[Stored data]
use serde::{Deserialize, Serialize};
use std::sync::atomic::{AtomicU64, Ordering};
use std::sync::Arc;

/// Process-wide counters shared by the client and the batch processor.
#[derive(Debug)]
pub struct RunMetrics {
    pub remote_attempts: AtomicU64,
    pub retries: AtomicU64,
    pub malformed_replies: AtomicU64,
    pub items_persisted: AtomicU64,
    pub items_cached: AtomicU64,
    pub items_resumed: AtomicU64,
    pub items_failed: AtomicU64,
}

#[derive(Debug, Clone, Copy, Default, PartialEq, Eq, Serialize, Deserialize)]
pub struct MetricsSnapshot {
    pub remote_attempts: u64,
    pub retries: u64,
    pub malformed_replies: u64,
    pub items_persisted: u64,
    pub items_cached: u64,
    pub items_resumed: u64,
    pub items_failed: u64,
}

impl RunMetrics {
    pub fn new() -> Arc<Self> {
        Arc::new(Self {
            remote_attempts: AtomicU64::new(0),
            retries: AtomicU64::new(0),
            malformed_replies: AtomicU64::new(0),
            items_persisted: AtomicU64::new(0),
            items_cached: AtomicU64::new(0),
            items_resumed: AtomicU64::new(0),
            items_failed: AtomicU64::new(0),
        })
    }

    pub fn record_remote_attempt(&self) {
        self.remote_attempts.fetch_add(1, Ordering::Relaxed);
    }

    pub fn record_retry(&self) {
        self.retries.fetch_add(1, Ordering::Relaxed);
    }

    pub fn record_malformed_reply(&self) {
        self.malformed_replies.fetch_add(1, Ordering::Relaxed);
    }

    pub fn record_persisted(&self) {
        self.items_persisted.fetch_add(1, Ordering::Relaxed);
    }

    pub fn record_cached(&self) {
        self.items_cached.fetch_add(1, Ordering::Relaxed);
    }

    pub fn record_resumed(&self) {
        self.items_resumed.fetch_add(1, Ordering::Relaxed);
    }

    pub fn record_failed(&self) {
        self.items_failed.fetch_add(1, Ordering::Relaxed);
    }

    pub fn snapshot(&self) -> MetricsSnapshot {
        MetricsSnapshot {
            remote_attempts: self.remote_attempts.load(Ordering::Relaxed),
            retries: self.retries.load(Ordering::Relaxed),
            malformed_replies: self.malformed_replies.load(Ordering::Relaxed),
            items_persisted: self.items_persisted.load(Ordering::Relaxed),
            items_cached: self.items_cached.load(Ordering::Relaxed),
            items_resumed: self.items_resumed.load(Ordering::Relaxed),
            items_failed: self.items_failed.load(Ordering::Relaxed),
        }
    }
}

impl MetricsSnapshot {
    /// Counter movement between two snapshots of the same process.
    pub fn since(&self, earlier: &MetricsSnapshot) -> MetricsSnapshot {
        MetricsSnapshot {
            remote_attempts: self.remote_attempts.saturating_sub(earlier.remote_attempts),
            retries: self.retries.saturating_sub(earlier.retries),
            malformed_replies: self.malformed_replies.saturating_sub(earlier.malformed_replies),
            items_persisted: self.items_persisted.saturating_sub(earlier.items_persisted),
            items_cached: self.items_cached.saturating_sub(earlier.items_cached),
            items_resumed: self.items_resumed.saturating_sub(earlier.items_resumed),
            items_failed: self.items_failed.saturating_sub(earlier.items_failed),
        }
    }
}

• [Activity] Say how many lines in the entries above contain the string "sync", offering no other words.

• [Solution below] 2